The 22 March 2020 presidential address was met with a negative response by many Brazilian politicians, (Note: They included: Davi Alcolumbre (DEM-AP) President of the Senate, Rodrigo Maia (DEM-RJ) President of the Chamber, Felipe Santa Cruz President of the OAB, Gilmar Mendes Minister of the STF, Wilson Witzel (PSC) governor of Rio de Janeiro, Helder Barbalho (MDB) governor of Pará, Alexandre Frota (PSDB-SP) federal deputy, Joice Hasselmann (PSL-SP) federal deputy, Janaina Paschoal (PSL-SP) state deputy, Rodrigo Pacheco (DEM-MG) senator, Kim Kataguiri (DEM-SP) federal deputy, José Serra (PSDB) former Minister of Health, José Ricardo Roriz vice president of Fiesp, Leila do Vôlei (PSB-DF) senator, Renato Casagrande (PSB) governor of Espírito Santo, Wellington Dias (PT), governor of Piauí, Fátima Bezerra (PT) governor of Rio Grande do Norte, Antônio Anastasia (PSD-MG) senator, Fernando Henrique Cardoso former president, João Amoêdo ex-president of the New Party, Enio Verri (PT-PR) federal deputy, Eduardo Braga (MDB-AM) senator, Humberto Costa (PT-PE) senator, Randolfe Rodrigues (Rede-AP) senator, Alessandro Molon (PSB-RJ) federal deputy, Flávio Dino (PCdoB) governor of Maranhão, José Nobre Guimarães (PT-CE) federal deputy, Rogério Carvalho (PT-SE) senator, Fernanda Melchionna (PSOL-RS) federal deputy, Weverton Rocha (PDT-MA) senator, Marcelo Freixo (PSOL-RJ) federal deputy, Paulo Pimenta (PT -RS) federal deputy, Jean-Paul Prates (PT-RN) senator, Eliziane Gama (Cidadania-MA) senator, Marcelo Ramos (PL-AM) federal deputy, Arnaldo Jardim (Cidadania-SP) federal deputy, Reinaldo Azambuja (PSDB) governor of Mato Grosso do Sul, Wilson Lima (PSC) governor of Amazonas.) as well as critics of Bolsonaro; in a Twitter post, journalist Ricardo Noblat referred to it as the "first political suicide broadcast live on national radio and television." João Doria told CNN that Bolsonaro was "an unprepared and psychopathic leader." The ongoing public protests against the President intensified during and after the address.

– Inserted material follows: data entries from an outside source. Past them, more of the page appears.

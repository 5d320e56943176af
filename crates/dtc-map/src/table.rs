//! Mapping tables and the set of all tables used by one analysis.

use std::collections::BTreeMap;

use dtc_model::MappingKind;

/// Raw label to standardized label, for one mapping kind.
///
/// Lookups never fail: a raw value without an entry maps to itself.
#[derive(Debug, Clone, PartialEq, Eq)]
pub struct MappingTable {
    kind: MappingKind,
    entries: BTreeMap<String, String>,
}

impl MappingTable {
    pub fn new(kind: MappingKind) -> Self {
        Self {
            kind,
            entries: BTreeMap::new(),
        }
    }

    /// Builds a table from pairs; later duplicates of a key replace earlier ones.
    pub fn from_entries<I, K, V>(kind: MappingKind, entries: I) -> Self
    where
        I: IntoIterator<Item = (K, V)>,
        K: Into<String>,
        V: Into<String>,
    {
        let mut table = Self::new(kind);
        for (raw, standard) in entries {
            table.insert(raw, standard);
        }
        table
    }

    pub fn kind(&self) -> MappingKind {
        self.kind
    }

    /// Standardized value for `raw`, or `raw` itself when unmapped.
    pub fn lookup<'a>(&'a self, raw: &'a str) -> &'a str {
        self.entries.get(raw).map_or(raw, String::as_str)
    }

    pub fn get(&self, raw: &str) -> Option<&str> {
        self.entries.get(raw).map(String::as_str)
    }

    pub fn contains(&self, raw: &str) -> bool {
        self.entries.contains_key(raw)
    }

    /// Adds or replaces an entry. Blank keys or values are ignored.
    pub fn insert(&mut self, raw: impl Into<String>, standard: impl Into<String>) -> bool {
        let raw = raw.into().trim().to_string();
        let standard = standard.into().trim().to_string();
        if raw.is_empty() || standard.is_empty() {
            return false;
        }
        self.entries.insert(raw, standard);
        true
    }

    pub fn remove(&mut self, raw: &str) -> Option<String> {
        self.entries.remove(raw)
    }

    pub fn iter(&self) -> impl Iterator<Item = (&str, &str)> {
        self.entries
            .iter()
            .map(|(raw, standard)| (raw.as_str(), standard.as_str()))
    }

    pub fn len(&self) -> usize {
        self.entries.len()
    }

    pub fn is_empty(&self) -> bool {
        self.entries.is_empty()
    }
}

/// One table per [`MappingKind`]; every kind is always present.
#[derive(Debug, Clone, PartialEq, Eq)]
pub struct MappingSet {
    position: MappingTable,
    vehicle: MappingTable,
    company: MappingTable,
    course: MappingTable,
    dealer_rename: MappingTable,
    bdc_to_smc: MappingTable,
}

impl Default for MappingSet {
    fn default() -> Self {
        Self::new()
    }
}

impl MappingSet {
    pub fn new() -> Self {
        Self {
            position: MappingTable::new(MappingKind::Position),
            vehicle: MappingTable::new(MappingKind::Vehicle),
            company: MappingTable::new(MappingKind::Company),
            course: MappingTable::new(MappingKind::Course),
            dealer_rename: MappingTable::new(MappingKind::DealerRename),
            bdc_to_smc: MappingTable::new(MappingKind::BdcToSmc),
        }
    }

    pub fn table(&self, kind: MappingKind) -> &MappingTable {
        match kind {
            MappingKind::Position => &self.position,
            MappingKind::Vehicle => &self.vehicle,
            MappingKind::Company => &self.company,
            MappingKind::Course => &self.course,
            MappingKind::DealerRename => &self.dealer_rename,
            MappingKind::BdcToSmc => &self.bdc_to_smc,
        }
    }

    fn table_mut(&mut self, kind: MappingKind) -> &mut MappingTable {
        match kind {
            MappingKind::Position => &mut self.position,
            MappingKind::Vehicle => &mut self.vehicle,
            MappingKind::Company => &mut self.company,
            MappingKind::Course => &mut self.course,
            MappingKind::DealerRename => &mut self.dealer_rename,
            MappingKind::BdcToSmc => &mut self.bdc_to_smc,
        }
    }

    pub fn lookup<'a>(&'a self, kind: MappingKind, raw: &'a str) -> &'a str {
        self.table(kind).lookup(raw)
    }

    pub fn contains(&self, kind: MappingKind, raw: &str) -> bool {
        self.table(kind).contains(raw)
    }

    /// Replaces the table of the table's own kind.
    pub fn with_table(mut self, table: MappingTable) -> Self {
        let kind = table.kind();
        *self.table_mut(kind) = table;
        self
    }

    pub fn tables(&self) -> impl Iterator<Item = &MappingTable> {
        MappingKind::ALL.into_iter().map(|kind| self.table(kind))
    }
}
//! Dual-dealer record splitting.
//!
//! Some dealer codes operate under a primary and a secondary company whose
//! rosters arrive merged. Position keywords decide which company a row
//! belongs to; rows may be kept, retargeted, partitioned or duplicated.

use tracing::debug;

use dtc_map::MappingTable;
use dtc_model::{PersonnelRecord, dealer_code};
use dtc_normalization::{join_values, split_values};

use crate::config::DualDealerRules;

/// How a single personnel row is treated by the splitter.
#[derive(Debug, Clone, Copy, PartialEq, Eq, Hash)]
pub enum DualDealerBranch {
    /// Not a primary-company row, or its dealer has no secondary counterpart.
    PassThrough,
    /// Only the primary marker appears; the row stays as-is.
    PrimaryOnly,
    /// Only the secondary marker appears; the row moves to the secondary dealer.
    SecondaryOnly,
    /// Both markers appear; positions are partitioned between two rows.
    SplitByMarker,
    /// Neither marker appears; the row is kept and a secondary copy is added.
    Duplicate,
}

/// Decides the branch for `record` and returns the secondary dealer name when
/// one applies.
pub fn classify_record<'a>(
    record: &PersonnelRecord,
    secondary_dealers: &'a MappingTable,
    rules: &DualDealerRules,
) -> (DualDealerBranch, Option<&'a str>) {
    if !rules.is_primary_company(&record.company) {
        return (DualDealerBranch::PassThrough, None);
    }
    let Some(secondary_dealer) = secondary_dealers.get(dealer_code(&record.dealer_name)) else {
        return (DualDealerBranch::PassThrough, None);
    };
    let positions = record.combined_position_text();
    let has_primary = positions.contains(rules.primary_marker.as_str());
    let has_secondary = positions.contains(rules.secondary_marker.as_str());
    let branch = match (has_primary, has_secondary) {
        (true, false) => DualDealerBranch::PrimaryOnly,
        (false, true) => DualDealerBranch::SecondaryOnly,
        (true, true) => DualDealerBranch::SplitByMarker,
        (false, false) => DualDealerBranch::Duplicate,
    };
    (branch, Some(secondary_dealer))
}

/// Produces the authoritative personnel table from the merged roster.
///
/// Input order is preserved; a primary row always precedes the secondary row
/// derived from it. Every output row keeps its source personnel code.
pub fn split_dual_dealer_records(
    records: &[PersonnelRecord],
    secondary_dealers: &MappingTable,
    rules: &DualDealerRules,
) -> Vec<PersonnelRecord> {
    let mut output = Vec::with_capacity(records.len());
    for record in records {
        let (branch, secondary_dealer) = classify_record(record, secondary_dealers, rules);
        match (branch, secondary_dealer) {
            (DualDealerBranch::SecondaryOnly, Some(dealer)) => {
                output.push(retarget(record.clone(), dealer, rules));
            }
            (DualDealerBranch::SplitByMarker, Some(dealer)) => {
                output.push(filter_positions(record.clone(), &rules.primary_marker));
                let secondary = filter_positions(record.clone(), &rules.secondary_marker);
                output.push(retarget(secondary, dealer, rules));
            }
            (DualDealerBranch::Duplicate, Some(dealer)) => {
                output.push(record.clone());
                let secondary = append_marker(record.clone(), &rules.secondary_marker);
                output.push(retarget(secondary, dealer, rules));
            }
            _ => output.push(record.clone()),
        }
    }
    debug!(
        input = records.len(),
        output = output.len(),
        "dual-dealer split complete"
    );
    output
}

fn retarget(mut record: PersonnelRecord, dealer: &str, rules: &DualDealerRules) -> PersonnelRecord {
    record.company = rules.secondary_company.clone();
    record.dealer_name = dealer.to_string();
    record
}

fn filter_positions(mut record: PersonnelRecord, marker: &str) -> PersonnelRecord {
    record.main_position = join_values(
        split_values(&record.main_position).filter(|segment| segment.contains(marker)),
    );
    record
        .alternate_positions
        .retain(|position| position.contains(marker));
    record
}

fn append_marker(mut record: PersonnelRecord, marker: &str) -> PersonnelRecord {
    record.main_position = with_marker(&record.main_position, marker);
    record.alternate_positions = record
        .alternate_positions
        .iter()
        .map(|position| with_marker(position, marker))
        .collect();
    record
}

fn with_marker(position: &str, marker: &str) -> String {
    let position = position.trim();
    if position.contains(marker) {
        position.to_string()
    } else if position.is_empty() {
        marker.to_string()
    } else {
        format!("{position} {marker}")
    }
}

#[cfg(test)]
mod tests {
    use super::*;
    use dtc_model::MappingKind;
    use dtc_normalization::JOINER;

    fn smc_table() -> MappingTable {
        MappingTable::from_entries(MappingKind::BdcToSmc, [("1234", "سیبا مرکزی")])
    }

    fn bdc(main: &str, alternates: &[&str]) -> PersonnelRecord {
        PersonnelRecord::new("77", "رضا", "1234 نمایندگی", "bdc")
            .with_main_position(main)
            .with_alternate_positions(alternates.iter().copied())
    }

    fn split(record: &PersonnelRecord) -> Vec<PersonnelRecord> {
        split_dual_dealer_records(
            std::slice::from_ref(record),
            &smc_table(),
            &DualDealerRules::default(),
        )
    }

    #[test]
    fn other_company_passes_through() {
        let record =
            PersonnelRecord::new("1", "a", "1234 نمایندگی", "ikco").with_main_position("مکانیک");
        assert_eq!(split(&record), vec![record]);
    }

    #[test]
    fn unmapped_dealer_passes_through() {
        let mut record = bdc("مکانیک", &[]);
        record.dealer_name = "9999 دیگر".to_string();
        let table = smc_table();
        let (branch, dealer) = classify_record(&record, &table, &DualDealerRules::default());
        assert_eq!(branch, DualDealerBranch::PassThrough);
        assert!(dealer.is_none());
    }

    #[test]
    fn mapped_dealer_reports_secondary_name() {
        let record = bdc("مکانیک", &[]);
        let table = smc_table();
        let (branch, dealer) = classify_record(&record, &table, &DualDealerRules::default());
        assert_eq!(branch, DualDealerBranch::Duplicate);
        assert_eq!(dealer, Some("سیبا مرکزی"));
    }

    #[test]
    fn primary_marker_keeps_row() {
        let record = bdc("مکانیک دیزل", &[]);
        let output = split(&record);
        assert_eq!(output, vec![record]);
    }

    #[test]
    fn secondary_marker_retargets_row() {
        let record = bdc("مکانیک", &["پذیرش سیبا"]);
        let output = split(&record);
        assert_eq!(output.len(), 1);
        assert_eq!(output[0].company, "smc");
        assert_eq!(output[0].dealer_name, "سیبا مرکزی");
        assert_eq!(output[0].main_position, "مکانیک");
        assert_eq!(output[0].alternate_positions, vec!["پذیرش سیبا"]);
    }

    #[test]
    fn both_markers_partition_positions() {
        let main = format!("مکانیک دیزل{JOINER}مکانیک سیبا");
        let record = bdc(&main, &["پذیرش سیبا", "انباردار دیزل"]);
        let output = split(&record);
        assert_eq!(output.len(), 2);

        assert_eq!(output[0].company, "bdc");
        assert_eq!(output[0].dealer_name, "1234 نمایندگی");
        assert_eq!(output[0].main_position, "مکانیک دیزل");
        assert_eq!(output[0].alternate_positions, vec!["انباردار دیزل"]);

        assert_eq!(output[1].company, "smc");
        assert_eq!(output[1].dealer_name, "سیبا مرکزی");
        assert_eq!(output[1].main_position, "مکانیک سیبا");
        assert_eq!(output[1].alternate_positions, vec!["پذیرش سیبا"]);

        assert!(output.iter().all(|row| row.personnel_code == "77"));
    }

    #[test]
    fn no_marker_duplicates_with_appended_marker() {
        let record = bdc("مکانیک", &["پذیرش", ""]);
        let output = split(&record);
        assert_eq!(output.len(), 2);
        assert_eq!(output[0], record);
        assert_eq!(output[1].company, "smc");
        assert_eq!(output[1].main_position, "مکانیک سیبا");
        assert_eq!(output[1].alternate_positions, vec!["پذیرش سیبا", "سیبا"]);
        assert_eq!(output[1].personnel_code, record.personnel_code);
    }

    #[test]
    fn empty_main_position_becomes_marker() {
        assert_eq!(with_marker("", "سیبا"), "سیبا");
        assert_eq!(with_marker("کارشناس سیبا", "سیبا"), "کارشناس سیبا");
    }
}
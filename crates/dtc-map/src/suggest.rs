//! Similarity suggestions for unmapped raw values.

use std::cmp::Ordering;

use rapidfuzz::distance::jaro_winkler;

/// Minimum Jaro-Winkler similarity for a candidate to be suggested.
pub const SUGGESTION_THRESHOLD: f64 = 0.85;

#[derive(Debug, Clone, PartialEq)]
pub struct Suggestion {
    pub candidate: String,
    pub score: f64,
}

/// Best standard candidate for `raw`, if any is similar enough.
///
/// Ties keep the candidate that sorts first, so results are stable.
pub fn suggest_standard<'a, I>(raw: &str, candidates: I) -> Option<Suggestion>
where
    I: IntoIterator<Item = &'a str>,
{
    let raw = raw.trim();
    if raw.is_empty() {
        return None;
    }
    let mut best: Option<(&str, f64)> = None;
    for candidate in candidates {
        let score = jaro_winkler::similarity(raw.chars(), candidate.chars());
        if score < SUGGESTION_THRESHOLD {
            continue;
        }
        let better = match best {
            None => true,
            Some((current, current_score)) => match score.partial_cmp(&current_score) {
                Some(Ordering::Greater) => true,
                Some(Ordering::Equal) => candidate < current,
                _ => false,
            },
        };
        if better {
            best = Some((candidate, score));
        }
    }
    best.map(|(candidate, score)| Suggestion {
        candidate: candidate.to_string(),
        score,
    })
}
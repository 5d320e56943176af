#![deny(unsafe_code)]

pub mod analyzer;
pub mod config;
pub mod dataset;
pub mod export;
pub mod requirements;
pub mod rules;
pub mod splitter;
pub mod summary;
pub mod vocabulary;

pub use analyzer::TrainingAnalyzer;
pub use config::{AppConfig, ConfigError, DualDealerRules};
pub use dataset::{Dataset, LoadStats, SourceValues};
pub use export::export_rows;
pub use requirements::{RequirementQuery, build_requirement_index};
pub use rules::{CriterionRule, RuleEffect, RuleTable, evaluate_pass_status};
pub use splitter::{DualDealerBranch, classify_record, split_dual_dealer_records};
pub use summary::{DealerOverview, OverviewTable};
pub use vocabulary::{MappingVocabulary, VocabularyEntry, mapping_vocabulary};
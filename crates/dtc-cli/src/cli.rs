//! CLI argument definitions for the dealer training analyzer.

use std::io::{self, IsTerminal};
use std::path::PathBuf;

use clap::{Args, ColorChoice, Parser, Subcommand, ValueEnum};
use clap_verbosity_flag::{Verbosity, WarnLevel};
use colorchoice_clap::Color;
use tracing::level_filters::LevelFilter;

use dtc_cli::logging::{LogConfig, LogFormat};
use dtc_model::MappingKind;

#[derive(Parser)]
#[command(
    name = "dtc",
    version,
    about = "Dealer training compliance - check personnel against role training requirements",
    long_about = "Check dealership personnel against the after-sales and sales training\n\
                  requirements of their positions.\n\n\
                  Reads CSV tables from the resource directory and name mappings from the\n\
                  mapping directory."
)]
pub struct Cli {
    #[command(subcommand)]
    pub command: Command,

    /// Configuration file (default: ./dtc.toml when present).
    #[arg(long = "config", value_name = "PATH", global = true)]
    pub config: Option<PathBuf>,

    /// Directory holding raw.csv, dealers.csv, after/ and sales/.
    #[arg(long = "resources", value_name = "DIR", global = true)]
    pub resources: Option<PathBuf>,

    /// Directory holding the mapping CSV files.
    #[arg(long = "mappings", value_name = "DIR", global = true)]
    pub mappings: Option<PathBuf>,

    /// Adjust log verbosity (-v for info, -vv for debug, -q for errors only).
    #[command(flatten)]
    pub verbosity: Verbosity<WarnLevel>,

    /// Control ANSI color output (auto, always, never).
    #[command(flatten)]
    pub color: Color,

    /// Explicit log level (overrides -v/-q flags).
    #[arg(long = "log-level", value_enum, global = true)]
    pub log_level: Option<LogLevelArg>,

    /// Log output format (pretty for human, json for machine parsing).
    #[arg(
        long = "log-format",
        value_enum,
        default_value = "pretty",
        global = true
    )]
    pub log_format: LogFormatArg,

    /// Write logs to a file instead of stderr.
    #[arg(long = "log-file", value_name = "PATH", global = true)]
    pub log_file: Option<PathBuf>,

    /// Allow personnel names and codes to appear in logs.
    #[arg(long = "log-data", global = true)]
    pub log_data: bool,
}

impl Cli {
    /// Logging setup implied by the flags.
    ///
    /// `--log-level` beats `-v`/`-q`; either one disables `RUST_LOG`.
    pub fn log_config(&self) -> LogConfig {
        let explicit_level = self.log_level.map(LevelFilter::from);
        LogConfig {
            level_filter: explicit_level.unwrap_or_else(|| self.verbosity.tracing_level_filter()),
            use_env_filter: explicit_level.is_none() && !self.verbosity.is_present(),
            with_ansi: self.ansi_logs(),
            format: self.log_format.into(),
            log_file: self.log_file.clone(),
            log_data: self.log_data,
            ..LogConfig::default()
        }
    }

    /// ANSI in logs only when colour is forced, or auto with stderr as a terminal.
    fn ansi_logs(&self) -> bool {
        match self.color.color {
            ColorChoice::Always => true,
            ColorChoice::Never => false,
            ColorChoice::Auto => self.log_file.is_none() && io::stderr().is_terminal(),
        }
    }
}

#[derive(Subcommand)]
pub enum Command {
    /// List dealers with their code and authorized vehicle categories.
    Dealers,

    /// List the personnel of a dealer.
    Roster(DealerArgs),

    /// Show sales and after-sales progress of a dealer.
    Summary(SummaryArgs),

    /// Show the training analysis of one person in one position.
    Person(PersonArgs),

    /// Export per-criterion results as one CSV file per dealer.
    Export(ExportArgs),

    /// Inspect or edit the name mappings.
    #[command(subcommand)]
    Mappings(MappingsCommand),
}

#[derive(Args)]
pub struct DealerArgs {
    /// Dealer name as it appears in the personnel table.
    #[arg(value_name = "DEALER")]
    pub dealer: String,
}

#[derive(Args)]
pub struct SummaryArgs {
    #[arg(value_name = "DEALER")]
    pub dealer: String,

    /// Print JSON instead of tables.
    #[arg(long = "json")]
    pub json: bool,
}

#[derive(Args)]
pub struct PersonArgs {
    #[arg(value_name = "DEALER")]
    pub dealer: String,

    /// Personnel code.
    #[arg(value_name = "CODE")]
    pub code: String,

    /// Raw position title as listed by `roster`.
    #[arg(value_name = "POSITION")]
    pub position: String,

    /// Print JSON instead of tables.
    #[arg(long = "json")]
    pub json: bool,
}

#[derive(Args)]
pub struct ExportArgs {
    /// Export a single dealer (default: every dealer).
    #[arg(long = "dealer", value_name = "DEALER")]
    pub dealer: Option<String>,

    /// Output directory for the CSV files.
    #[arg(long = "output", value_name = "DIR")]
    pub output: PathBuf,
}

#[derive(Subcommand)]
pub enum MappingsCommand {
    /// List raw values of one mapping kind with their current mapping.
    List {
        /// position, vehicle, company, course, dealer-rename or bdc-to-smc.
        #[arg(value_name = "KIND")]
        kind: MappingKind,

        /// Only list values without a mapping.
        #[arg(long = "unmapped")]
        unmapped: bool,

        /// Only list raw values containing this text (case-insensitive).
        #[arg(long = "filter", value_name = "TEXT")]
        filter: Option<String>,
    },

    /// Add or replace one mapping entry and save the table.
    Set {
        #[arg(value_name = "KIND")]
        kind: MappingKind,
        #[arg(value_name = "RAW")]
        raw: String,
        #[arg(value_name = "STANDARD")]
        standard: String,
    },

    /// Remove one mapping entry and save the table.
    Remove {
        #[arg(value_name = "KIND")]
        kind: MappingKind,
        #[arg(value_name = "RAW")]
        raw: String,
    },
}

/// CLI log level choices.
#[derive(Clone, Copy, ValueEnum)]
pub enum LogLevelArg {
    Error,
    Warn,
    Info,
    Debug,
    Trace,
}

impl From<LogLevelArg> for LevelFilter {
    fn from(level: LogLevelArg) -> Self {
        match level {
            LogLevelArg::Error => LevelFilter::ERROR,
            LogLevelArg::Warn => LevelFilter::WARN,
            LogLevelArg::Info => LevelFilter::INFO,
            LogLevelArg::Debug => LevelFilter::DEBUG,
            LogLevelArg::Trace => LevelFilter::TRACE,
        }
    }
}

/// CLI log format choices.
#[derive(Clone, Copy, ValueEnum)]
pub enum LogFormatArg {
    Pretty,
    Compact,
    Json,
}

impl From<LogFormatArg> for LogFormat {
    fn from(format: LogFormatArg) -> Self {
        match format {
            LogFormatArg::Pretty => LogFormat::Pretty,
            LogFormatArg::Compact => LogFormat::Compact,
            LogFormatArg::Json => LogFormat::Json,
        }
    }
}
use anyhow::{Context, Result};
use tracing::{debug, info, info_span};

use dtc_cli::logging::redact_value;
use dtc_cli::render::{
    analysis_heading, analysis_table, dealers_table, overview_tables, roster_table,
    vocabulary_table,
};
use dtc_cli::workspace::{Workspace, resolve_config};
use dtc_core::{TrainingAnalyzer, mapping_vocabulary};
use dtc_model::dealer_code;
use dtc_report::{export_all, export_dealer};

use crate::cli::{Cli, Command, ExportArgs, MappingsCommand, PersonArgs, SummaryArgs};

pub fn run(cli: &Cli) -> Result<()> {
    let config = resolve_config(
        cli.config.as_deref(),
        cli.resources.clone(),
        cli.mappings.clone(),
    )?;
    debug!(
        resources = %config.resource_dir.display(),
        mappings = %config.mapping_dir.display(),
        "configuration resolved"
    );
    let workspace = Workspace::open(config);
    match &cli.command {
        Command::Dealers => run_dealers(&workspace),
        Command::Roster(args) => run_roster(&workspace, &args.dealer),
        Command::Summary(args) => run_summary(&workspace, args),
        Command::Person(args) => run_person(&workspace, args),
        Command::Export(args) => run_export(&workspace, args),
        Command::Mappings(command) => run_mappings(&workspace, command),
    }
}

fn run_dealers(workspace: &Workspace) -> Result<()> {
    let dataset = workspace.load_dataset();
    let names = dataset.dealer_names();
    let rows = names
        .iter()
        .map(|&name| (name, dealer_code(name), dataset.dealer_categories(name)));
    println!("{}", dealers_table(rows));
    Ok(())
}

fn run_roster(workspace: &Workspace, dealer: &str) -> Result<()> {
    let dataset = workspace.load_dataset();
    let mappings = workspace.mappings();
    let rules = &workspace.config().criterion_rules;
    let analyzer = TrainingAnalyzer::new(&dataset, &mappings, rules);
    let entries = analyzer.roster(dealer);
    if entries.is_empty() {
        println!("No personnel found for {dealer}.");
        return Ok(());
    }
    println!("{}", roster_table(&entries));
    Ok(())
}

fn run_summary(workspace: &Workspace, args: &SummaryArgs) -> Result<()> {
    let _span = info_span!("summary", dealer = %args.dealer).entered();
    let dataset = workspace.load_dataset();
    let mappings = workspace.mappings();
    let rules = &workspace.config().criterion_rules;
    let analyzer = TrainingAnalyzer::new(&dataset, &mappings, rules);
    let overview = analyzer.dealer_overview(&args.dealer);
    if args.json {
        let json = serde_json::to_string_pretty(&overview).context("serialize overview")?;
        println!("{json}");
        return Ok(());
    }
    println!("{}", overview.dealer_name);
    for (source, table) in overview_tables(&overview) {
        println!("{}", source.label());
        println!("{table}");
    }
    Ok(())
}

fn run_person(workspace: &Workspace, args: &PersonArgs) -> Result<()> {
    let dataset = workspace.load_dataset();
    let mappings = workspace.mappings();
    let rules = &workspace.config().criterion_rules;
    let analyzer = TrainingAnalyzer::new(&dataset, &mappings, rules);
    debug!(
        dealer = %args.dealer,
        code = %redact_value(&args.code),
        position = %args.position,
        "analyzing person"
    );
    let Some(result) = analyzer.analyze(&args.code, &args.dealer, &args.position) else {
        println!("No data for {} at {}.", args.code, args.dealer);
        return Ok(());
    };
    if args.json {
        let json = serde_json::to_string_pretty(&result).context("serialize analysis")?;
        println!("{json}");
        return Ok(());
    }
    println!("{}", analysis_heading(&result));
    if result.requirements.is_empty() {
        println!("No requirements apply.");
    } else {
        println!("{}", analysis_table(&result));
    }
    let courses: Vec<&str> = result.passed_courses.iter().map(String::as_str).collect();
    if courses.is_empty() {
        println!("Passed courses: -");
    } else {
        println!("Passed courses: {}", courses.join(", "));
    }
    Ok(())
}

fn run_export(workspace: &Workspace, args: &ExportArgs) -> Result<()> {
    let dataset = workspace.load_dataset();
    let mappings = workspace.mappings();
    let rules = &workspace.config().criterion_rules;
    let analyzer = TrainingAnalyzer::new(&dataset, &mappings, rules);
    let paths = match &args.dealer {
        Some(dealer) => vec![
            export_dealer(&analyzer, dealer, &args.output)
                .with_context(|| format!("export {dealer}"))?,
        ],
        None => export_all(&analyzer, &args.output).context("export dealers")?,
    };
    for path in &paths {
        println!("{}", path.display());
    }
    info!(files = paths.len(), "export finished");
    Ok(())
}

fn run_mappings(workspace: &Workspace, command: &MappingsCommand) -> Result<()> {
    match command {
        MappingsCommand::List {
            kind,
            unmapped,
            filter,
        } => {
            let dataset = workspace.load_dataset();
            let mut vocabulary = mapping_vocabulary(&dataset, &workspace.mappings(), *kind);
            if let Some(filter) = filter {
                vocabulary = vocabulary.filtered(filter);
            }
            println!("{}", vocabulary_table(&vocabulary, *unmapped));
            let pending = vocabulary.unmapped().count();
            println!(
                "{} values, {} unmapped, {} standard candidates",
                vocabulary.entries.len(),
                pending,
                vocabulary.standards.len()
            );
        }
        MappingsCommand::Set {
            kind,
            raw,
            standard,
        } => {
            let path = workspace.set_mapping(*kind, raw, standard)?;
            println!("{raw} -> {standard} ({})", path.display());
        }
        MappingsCommand::Remove { kind, raw } => match workspace.remove_mapping(*kind, raw)? {
            Some(standard) => println!("removed {raw} -> {standard}"),
            None => println!("{raw} has no {kind} mapping"),
        },
    }
    Ok(())
}
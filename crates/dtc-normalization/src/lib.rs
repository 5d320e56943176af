//! Canonicalization of free-text Persian spreadsheet cells.
//!
//! Every cell of every loaded table goes through [`normalize`] so that joins
//! across independently maintained spreadsheets compare like with like.

#![deny(unsafe_code)]

pub mod text;

pub use text::{
    JOINER, NormalizeMode, is_present, join_values, normalize, normalize_opt, split_values,
};
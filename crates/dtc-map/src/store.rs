//! Shared, atomically replaceable mapping snapshot.

use std::sync::{Arc, PoisonError, RwLock};

use tracing::debug;

use crate::table::{MappingSet, MappingTable};

/// Holds the current [`MappingSet`] behind an `Arc`.
///
/// Readers take a snapshot and keep using it for the whole analysis; edits build
/// a new set and swap it in, so no reader ever sees a half-updated table.
#[derive(Debug, Default)]
pub struct MappingStore {
    current: RwLock<Arc<MappingSet>>,
}

impl MappingStore {
    pub fn new(set: MappingSet) -> Self {
        Self {
            current: RwLock::new(Arc::new(set)),
        }
    }

    /// The set in effect right now.
    pub fn snapshot(&self) -> Arc<MappingSet> {
        let guard = self.current.read().unwrap_or_else(PoisonError::into_inner);
        Arc::clone(&guard)
    }

    /// Bulk-replaces every table.
    pub fn replace(&self, set: MappingSet) {
        let mut guard = self.current.write().unwrap_or_else(PoisonError::into_inner);
        *guard = Arc::new(set);
    }

    /// Bulk-replaces one table, keeping the others.
    pub fn replace_table(&self, table: MappingTable) {
        let mut guard = self.current.write().unwrap_or_else(PoisonError::into_inner);
        debug!(kind = %table.kind(), entries = table.len(), "replacing mapping table");
        let next = MappingSet::clone(&guard).with_table(table);
        *guard = Arc::new(next);
    }
}

#[cfg(test)]
mod tests {
    use dtc_model::MappingKind;

    use super::*;

    #[test]
    fn snapshot_is_unaffected_by_later_replace() {
        let store = MappingStore::new(MappingSet::new());
        let before = store.snapshot();
        store.replace_table(MappingTable::from_entries(
            MappingKind::Position,
            [("a", "b")],
        ));
        let after = store.snapshot();

        assert_eq!(before.lookup(MappingKind::Position, "a"), "a");
        assert_eq!(after.lookup(MappingKind::Position, "a"), "b");
    }

    #[test]
    fn replace_swaps_all_tables() {
        let store = MappingStore::default();
        let set = MappingSet::new()
            .with_table(MappingTable::from_entries(MappingKind::Course, [("x", "y")]));
        store.replace(set.clone());
        assert_eq!(*store.snapshot(), set);
    }
}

In mid-March 2020, panelaços began to occur in major cities such as Rio and São Paulo, including protests in support of the president, and others calling for his resignation. According to one poll, 64% of Brazilians rejected the way Bolsonaro had been handling the pandemic, while 44.8% supported his impeachment, an all-time high. According to some sources in Congress, Bolsonaro was shutting down political dialogue on purpose and forcing his impeachment to mobilize his supporters.

In October 2021, a Brazilian congressional panel voted to recommend criminally charging two companies and 78 individuals as laid out in a 1,288 report. Bolsonaro is one of the individuals described in the report; nine criminal charges were recommended for him, including "crimes against humanity."

Natália Pasternak Taschner, the president of the Instituto Questão de Ciência, microbiologist, and research scientist at the University of São Paulo, has addressed the spread of misinformation from the government and other sources. She has appeared frequently on Jornal Nacional and written a weekly science column for O Globo.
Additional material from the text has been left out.